I have a scipy sparse matrix with N values that are nonzero, which I would like to get returned as a numpy array with the shape (N,3), where the first columns contain the indices of the nonzero values and the last column contains the respective nonzero value.

Example:

I would like

mymatrix.toarray()
matrix([[0.        , 0.        , 0.        , 0.        , 0.        , 0.        , 0.        , 0.        , 0.        , 0.        , 0.        , 0.        , 0.        ],
        [0.        , 0.        , 0.        , 0.        , 0.        , 0.        , 0.        , 0.        , 0.        , 0.        , 0.        , 0.        , 0.        ],
        [0.        , 0.        , 0.        , 0.83885831, 0.        , 0.        , 0.        , 0.        , 0.        , 0.        , 0.        , 0.        , 0.        ],
        [0.        , 0.        , 0.        , 0.        , 0.        , 1.13395003, 0.        , 0.        , 0.        , 0.        , 0.        , 0.        , 0.        ],
        [0.        , 0.        , 0.        , 0.        , 0.        , 0.        , 0.        , 0.        , 0.        , 0.        , 0.        , 0.        , 0.        ],
        [0.        , 0.        , 0.        , 0.        , 0.        , 0.        , 0.        , 0.        , 0.        , 0.        , 0.        , 0.        , 0.        ],
        [0.        , 0.        , 0.        , 0.        , 0.        , 0.57979727, 0.        , 0.        , 0.        , 0.        , 0.        , 0.        , 0.        ],
        [0.        , 0.        , 0.        , 0.        , 0.75500017, 0.        , 0.81459546, 0.        , 0.        , 0.        , 0.        , 0.        , 0.        ],
        [0.        , 0.        , 0.        , 0.        , 0.        , 0.        , 0.        , 0.        , 0.        , 0.87997548, 0.        , 0.        , 0.        ],
        [0.        , 0.        , 0.        , 0.        , 0.        , 0.        , 0.        , 0.        , 0.        , 0.        , 0.        , 0.        , 0.        ],
        [0.        , 0.        , 0.        , 0.        , 0.        , 0.        , 0.        , 0.        , 0.        , 0.        , 0.        , 0.        , 0.        ],
        [0.        , 0.        , 0.        , 0.        , 0.        , 0.        , 0.        , 0.        , 0.        , 0.        , 0.        , 0.        , 0.        ],
        [0.        , 0.        , 0.        , 0.        , 0.        , 0.        , 0.        , 0.        , 0.        , 0.        , 0.        , 0.        , 0.        ]])

to become

np.array([[3, 2, 0.83885831], [4,5,1.13395003], [6,5,0.57979727], [7,4,0.75500017], [7,6,0.81459546], [8,9,0.87997548]])

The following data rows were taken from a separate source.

// ABOUTME: Advisory input checks run against a registry snapshot before any pipeline starts
// The registry insert remains the real uniqueness guarantee; these only fail early for the user

use crate::models::RegistryDocument;
use crate::registry::{RegistryError, RegistryStore};
use lazy_static::lazy_static;
use regex::Regex;
use std::path::{Path, PathBuf};
use thiserror::Error;

/// Hostnames must live under this suffix so the local proxy can route them.
pub const PROXY_SUFFIX: &str = ".localhost";

pub const MIN_PORT: u16 = 1024;

lazy_static! {
    // Docker's own container name rule
    static ref NAME_PATTERN: Regex = Regex::new(r"^[a-zA-Z0-9][a-zA-Z0-9_.-]*$").expect("valid name pattern");
    static ref GIT_URL_PATTERN: Regex =
        Regex::new(r"^https://[^/\s]+/\S+\.git$").expect("valid git url pattern");
}

#[derive(Debug, Error, PartialEq, Eq)]
pub enum ValidationError {
    #[error("project name must start with a letter or digit and contain only letters, digits, '_', '.' and '-'")]
    ContainerName,
    #[error("project name is already in use")]
    NameInUse,
    #[error("proxy must end with .localhost")]
    ProxySuffix,
    #[error("invalid proxy format")]
    ProxyLabel,
    #[error("proxy is already in use")]
    ProxyInUse,
    #[error("port must be between 1024 and 65535")]
    PortReserved,
    #[error("port is already in use")]
    PortInUse,
    #[error("directory {} already exists", .0.display())]
    PathExists(PathBuf),
    #[error("invalid git repository URL: must start with https://")]
    UrlScheme,
    #[error("invalid git repository URL: must end with .git")]
    UrlSuffix,
    #[error("invalid git repository URL")]
    UrlShape,
}

/// Checks user input against a snapshot of the registry.
pub struct Validator {
    snapshot: RegistryDocument,
    dev_root: PathBuf,
}

impl Validator {
    pub fn new(snapshot: RegistryDocument, dev_root: impl Into<PathBuf>) -> Self {
        Self {
            snapshot,
            dev_root: dev_root.into(),
        }
    }

    /// Take a snapshot of the registry as it is right now.
    pub fn from_store(store: &RegistryStore, dev_root: impl Into<PathBuf>) -> Result<Self, RegistryError> {
        Ok(Self::new(store.load()?, dev_root))
    }

    /// The name becomes both the container name and the target directory.
    pub fn project_name(&self, name: &str) -> Result<(), ValidationError> {
        if !NAME_PATTERN.is_match(name) {
            return Err(ValidationError::ContainerName);
        }
        if self.snapshot.projects.contains_key(name) {
            return Err(ValidationError::NameInUse);
        }
        Ok(())
    }

    /// Hostname must end in `.localhost` and be unused.
    pub fn proxy(&self, proxy: &str) -> Result<(), ValidationError> {
        let label = proxy
            .strip_suffix(PROXY_SUFFIX)
            .ok_or(ValidationError::ProxySuffix)?;

        if label.is_empty() {
            return Err(ValidationError::ProxyLabel);
        }
        if self.snapshot.proxy_owner(proxy).is_some() {
            return Err(ValidationError::ProxyInUse);
        }
        Ok(())
    }

    pub fn port(&self, port: u16) -> Result<(), ValidationError> {
        if port < MIN_PORT {
            return Err(ValidationError::PortReserved);
        }
        if self.snapshot.used_ports().contains(&port) {
            return Err(ValidationError::PortInUse);
        }
        Ok(())
    }

    /// Where a project called `name` would live.
    pub fn target_path(&self, name: &str) -> PathBuf {
        self.dev_root.join(name)
    }

    /// The target directory must not exist yet.
    pub fn target_absent(&self, name: &str) -> Result<PathBuf, ValidationError> {
        let target = self.target_path(name);
        check_absent(&target)?;
        Ok(target)
    }

    pub fn git_url(&self, url: &str) -> Result<(), ValidationError> {
        validate_git_url(url)
    }
}

pub fn check_absent(path: &Path) -> Result<(), ValidationError> {
    if path.exists() {
        return Err(ValidationError::PathExists(path.to_path_buf()));
    }
    Ok(())
}

/// `https://` URL ending in `.git`.
pub fn validate_git_url(url: &str) -> Result<(), ValidationError> {
    if !url.starts_with("https://") {
        return Err(ValidationError::UrlScheme);
    }
    if !url.ends_with(".git") {
        return Err(ValidationError::UrlSuffix);
    }
    if !GIT_URL_PATTERN.is_match(url) {
        return Err(ValidationError::UrlShape);
    }
    Ok(())
}

/// Last path segment of a repository URL, without the `.git` suffix.
pub fn repo_name(url: &str) -> String {
    let trimmed = url.trim_end_matches('/');
    let trimmed = trimmed.strip_suffix(".git").unwrap_or(trimmed);
    trimmed
        .rsplit('/')
        .next()
        .unwrap_or(trimmed)
        .to_string()
}
// ABOUTME: Boots an already registered project together with the modules it depends on

use super::{Context, ProvisionFailure, StepFailure, BOOT, RESOLVE_DEPENDENCIES};
use crate::events::Step;
use crate::models::Project;
use crate::resolver::DependencyResolver;
use tracing::info;

pub const LOAD_PROJECT: Step = Step::new("load_project", "Load Project");
pub const PROJECT_RUNNING: Step = Step::new("project_running", "Project Running");

/// Boot a registered project after the modules it depends on.
pub async fn up(ctx: Context<'_>, name: &str) -> Result<Project, ProvisionFailure> {
    match start(&ctx, name).await {
        Ok(project) => {
            ctx.events
                .success(PROJECT_RUNNING, format!("{} is running at {}", project.container_name, project.url()))
                .await;
            Ok(project)
        }
        Err(failure) => Err(ctx.fail(failure).await),
    }
}

async fn start(ctx: &Context<'_>, name: &str) -> Result<Project, StepFailure> {
    let events = ctx.events;

    events
        .running(LOAD_PROJECT, format!("Loading project {name}..."))
        .await;
    let project = ctx.check(LOAD_PROJECT, ctx.store.get_project(name)).await?;
    events
        .success(LOAD_PROJECT, format!("Found {} at {}", name, project.path.display()))
        .await;

    events
        .running(RESOLVE_DEPENDENCIES, "Starting modules...")
        .await;
    let result = DependencyResolver::new(ctx.store, ctx.runtime)
        .resolve(&project.modules)
        .await;
    let started = ctx.check(RESOLVE_DEPENDENCIES, result).await?;
    events
        .success(RESOLVE_DEPENDENCIES, format!("{} module(s) running", started.len()))
        .await;

    events
        .running(BOOT, format!("Starting {name} container..."))
        .await;
    let result = ctx.runtime.ensure_running(&project.path).await;
    ctx.check(BOOT, result).await?;
    events.success(BOOT, format!("{name} container started")).await;

    info!("Project {} is up", name);
    Ok(project)
}
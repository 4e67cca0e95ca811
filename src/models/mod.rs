// ABOUTME: Core data models for envbox: the registry document, projects, modules and progress events

pub mod event;
pub mod project;

pub use event::{Event, EventStatus};
pub use project::{Module, Project, ProvisionMode, RegistryDocument, OPTION_PORT, OPTION_REPO, OPTION_TYPE};
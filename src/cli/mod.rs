// ABOUTME: Command-line surface: argument parsing and dispatch of each subcommand to its workflow

pub mod report;

use crate::config::Settings;
use crate::docker::DockerRuntime;
use crate::events::{EventBus, EventEmitter, TerminalSink};
use crate::git::GitSourceControl;
use crate::models::Project;
use crate::provision::{self, Context, Framework, ModuleKind, ModuleProvisioner, ProvisionFailure, ProvisionRequest, Provisioner};
use crate::registry::RegistryStore;
use crate::validation::{self, Validator};
use anyhow::{Context as _, Result};
use clap::{Parser, Subcommand};
use std::path::PathBuf;
use tracing::info;

/// Top-level arguments.
#[derive(Parser, Debug)]
#[command(name = "envbox", version)]
#[command(about = "Scaffold containerized development environments", long_about = None)]
pub struct Cli {
    /// Registry file to use instead of the configured one
    #[arg(long, global = true)]
    pub registry: Option<PathBuf>,

    #[command(subcommand)]
    pub command: Command,
}

#[derive(Subcommand, Debug)]
pub enum Command {
    /// Create the registry and shared docker networks
    Init {
        /// Also install the proxy, mysql and mailpit modules
        #[arg(long)]
        quick: bool,
    },
    /// Create a project from a framework scaffold
    New {
        framework: Framework,
        #[arg(long)]
        name: String,
        /// Proxy hostname, e.g. blog.localhost
        #[arg(long)]
        proxy: String,
        #[arg(long)]
        port: Option<u16>,
        /// Extra module (php and nuxt only); repeatable
        #[arg(long = "module", value_enum)]
        modules: Vec<ModuleKind>,
    },
    /// Create a project around an existing git repository
    Clone {
        framework: Framework,
        repo_url: String,
        #[arg(long)]
        proxy: String,
        /// Defaults to the repository name
        #[arg(long)]
        name: Option<String>,
        #[arg(long)]
        port: Option<u16>,
        #[arg(long = "module", value_enum)]
        modules: Vec<ModuleKind>,
    },
    /// Manage shared modules
    Module {
        #[command(subcommand)]
        command: ModuleCommand,
    },
    /// Start a registered project and its modules
    Up { name: String },
    /// List registered projects
    List,
    /// Forget a project
    Remove {
        name: String,
        /// Also delete the project directory
        #[arg(long)]
        purge: bool,
    },
}

#[derive(Subcommand, Debug)]
pub enum ModuleCommand {
    /// Install a shared module
    Add { module: ModuleKind },
}

/// Everything one invocation works with.
struct Services {
    settings: Settings,
    store: RegistryStore,
    runtime: DockerRuntime,
    source: GitSourceControl,
}

impl Services {
    async fn load(registry: Option<PathBuf>) -> Result<Self> {
        let settings = Settings::load()?.with_registry_path(registry);
        let store = RegistryStore::new(&settings.registry_path);
        let runtime = DockerRuntime::new()
            .await
            .context("Failed to connect to Docker; is the daemon running?")?;

        Ok(Self {
            settings,
            store,
            runtime,
            source: GitSourceControl::new(),
        })
    }

    fn context<'a>(&'a self, events: &'a EventEmitter) -> Context<'a> {
        Context {
            store: &self.store,
            runtime: &self.runtime,
            source: &self.source,
            settings: &self.settings,
            events,
        }
    }

    /// Lazily create the registry on first use.
    fn ensure_registry(&self) -> Result<()> {
        self.store
            .create(&self.settings.language, &self.settings.container_runtime)
            .context("Failed to create registry")?;
        Ok(())
    }
}

/// Run one command. `Ok(false)` means a failure that has already been reported.
pub async fn run(cli: Cli) -> Result<bool> {
    let registry = cli.registry;

    match cli.command {
        Command::Init { quick } => {
            let services = Services::load(registry).await?;
            let (events, drain) = EventBus::start(TerminalSink::new());
            let result = provision::initialize(services.context(&events), quick).await;
            events.close();
            drain.wait().await?;
            Ok(finish(result.map(|()| report::initialized(&services.store))))
        }
        Command::New {
            framework,
            name,
            proxy,
            port,
            modules,
        } => {
            let request = ProvisionRequest::new(framework, name, proxy)
                .with_port(port)
                .with_modules(module_names(&modules));
            provision_project(registry, request).await
        }
        Command::Clone {
            framework,
            repo_url,
            proxy,
            name,
            port,
            modules,
        } => {
            let name = name.unwrap_or_else(|| validation::repo_name(&repo_url));
            let request = ProvisionRequest::new(framework, name, proxy)
                .with_port(port)
                .with_modules(module_names(&modules))
                .cloning(repo_url);
            provision_project(registry, request).await
        }
        Command::Module {
            command: ModuleCommand::Add { module },
        } => {
            let services = Services::load(registry).await?;
            services.ensure_registry()?;

            let (events, drain) = EventBus::start(TerminalSink::new());
            let result = ModuleProvisioner::new(services.context(&events))
                .provision(module)
                .await;
            events.close();
            drain.wait().await?;
            Ok(finish(result.map(|m| report::module_added(&m))))
        }
        Command::Up { name } => {
            let services = Services::load(registry).await?;
            let (events, drain) = EventBus::start(TerminalSink::new());
            let result = provision::up(services.context(&events), &name).await;
            events.close();
            drain.wait().await?;
            Ok(finish(result.map(|p| report::project_running(&p))))
        }
        Command::List => {
            let settings = Settings::load()?.with_registry_path(registry);
            let store = RegistryStore::new(&settings.registry_path);
            let projects = if store.exists() {
                store.list_projects()?
            } else {
                Vec::new()
            };
            report::projects(&projects);
            Ok(true)
        }
        Command::Remove { name, purge } => {
            let settings = Settings::load()?.with_registry_path(registry);
            let store = RegistryStore::new(&settings.registry_path);
            let project = store.get_project(&name)?;
            remove_project(&store, &project, purge)?;
            report::project_removed(&project, purge);
            Ok(true)
        }
    }
}

async fn provision_project(registry: Option<PathBuf>, request: ProvisionRequest) -> Result<bool> {
    let services = Services::load(registry).await?;
    services.ensure_registry()?;

    // Advisory checks; the registry insert is what actually guarantees uniqueness
    let validator = Validator::from_store(&services.store, &services.settings.dev_root)?;
    validator.project_name(&request.name)?;
    validator.proxy(&request.proxy)?;
    if let Some(port) = request.port {
        validator.port(port)?;
    }
    if let Some(url) = &request.source {
        validator.git_url(url)?;
    }
    validator.target_absent(&request.name)?;

    let (events, drain) = EventBus::start(TerminalSink::new());
    let result = Provisioner::new(services.context(&events))
        .provision(&request)
        .await;
    events.close();
    drain.wait().await?;

    Ok(finish(result.map(|p| report::project_created(&p))))
}

fn remove_project(store: &RegistryStore, project: &Project, purge: bool) -> Result<()> {
    store.delete_project(&project.container_name)?;
    info!("Removed project {}", project.container_name);

    if purge && project.path.exists() {
        std::fs::remove_dir_all(&project.path)
            .with_context(|| format!("Failed to delete {}", project.path.display()))?;
    }
    Ok(())
}

fn module_names(modules: &[ModuleKind]) -> Vec<String> {
    modules.iter().map(|m| m.name().to_string()).collect()
}

fn finish(result: Result<(), ProvisionFailure>) -> bool {
    match result {
        Ok(()) => true,
        Err(failure) => {
            report::failure(&failure);
            false
        }
    }
}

array([[3.        , 2.        , 0.83885831],
       [4.        , 5.        , 1.13395003],
       [6.        , 5.        , 0.57979727],
       [7.        , 4.        , 0.75500017],
       [7.        , 6.        , 0.81459546],
       [8.        , 9.        , 0.87997548]])

How do I do this efficiently?

After the transformation I am going to iterate over the rows - so if there is an efficient option to iterate through the rows without the transformation, I that would be appreciated, too:

for index_i, index_j, value in mymatrix.iterator():
     do_something(index_i, index_j, value)

Upvotes: 1

Views: 234

Answers (1)

Paul Panzer
Paul Panzer

Reputation: 53089

For the iteration, dok (dictionary of keys) format looks like a natural match; you can do:

for (i,j), v in your_sparse_matrix.todok().items():
    etc.

The Nx3 list of coordinate-value records can be easily obtained from coo format:

 coo = your_sparse_matrix.tocoo()
 np.column_stack((coo.row,coo.col,coo.data))

Obviously, this too can be used for iteration; you'll have to test which is faster in your use case.

Upvotes: 2

Related Questions